You have been with ANZGOG almost 10 years now. Where would you like to see yourself in another 10 years’ time?
Where I would like to see myself, is that I’ve been very successful in raising funds for ANZGOG’s research. And I would like to see our survival rates increase so that women can be diagnosed and know it’s not a death sentence, that they can survive. And life never goes back to the same but they can live a life which actually has quality of life.
And I want to live in a world where there is no cancer. I certainly want to live in a world where women aren’t being struck down by these types of cancers: Ovarian cancer, endometrial cancer, vaginal cancer. All of these cancers have typically had a kind of stigma around them because they are the reproductive gynaecological areas for women. And really we need to open a dialogue and get women more freely talking about this amongst themselves.
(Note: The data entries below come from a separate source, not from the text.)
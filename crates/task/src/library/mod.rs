// SPDX-License-Identifier: BUSL-1.1
// Copyright (c) 2026 Alfred Jean LLC

//! Built-in task registry.
//!
//! Built-ins compile into the main binary and are launched as
//! `tigerflow task exec <name> …`, so a `library:` task needs no module
//! on disk. Each entry parses its own argument vector: the shared task
//! contract plus whatever params the task declares.

mod count;
mod echo;

use std::ffi::OsString;

use crate::cli::CliError;

pub use count::Count;
pub use echo::Echo;

/// One registered built-in task.
pub struct TaskEntry {
    pub name: &'static str,
    /// First line of the task's documentation.
    pub description: &'static str,
    pub run: fn(Vec<OsString>) -> Result<i32, CliError>,
}

/// The compiled-in registry.
pub fn builtin_tasks() -> &'static [TaskEntry] {
    &[
        TaskEntry { name: "count", description: count::DESCRIPTION, run: count::run_cli },
        TaskEntry { name: "echo", description: echo::DESCRIPTION, run: echo::run_cli },
    ]
}

pub fn find(name: &str) -> Option<&'static TaskEntry> {
    builtin_tasks().iter().find(|entry| entry.name == name)
}

/// Version reported by `tasks list`/`tasks info`.
pub fn version() -> &'static str {
    env!("CARGO_PKG_VERSION")
}

#[cfg(test)]
#[path = "mod_tests.rs"]
mod tests;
How do you find time for yourself amongst your busy schedule and what do you like to do in your spare time?
That’s probably the hardest question… I have an interest in the comedy fraternity. Comedy is a big piece for me and as they say, laughter is the best medicine. I have two children, so I get great benefit out of what they do as well. For myself, I am very focused on living a healthy life and living my best life. And I’m very into clean food sources and making sure that in my life I give myself the best opportunities to live a long life. And I do that through meditation and yoga and lots of good clean food.
Do you have a favourite saying that guides the work that you do?
I do have a favourite saying and it’s my own. I like to say to people: “Find your voice and then turn the volume up”. That’s certainly always been my belief. We can all sit back and let other people rectify or make change in our community. But every individual actually has the opportunity to make a difference and to make change.
And by finding your voice and then turning up the volume, you can be assured that you’re actually contributing to the community. And I’m very passionate about women and I certainly want women to survive and to be given the best chance of living a full life.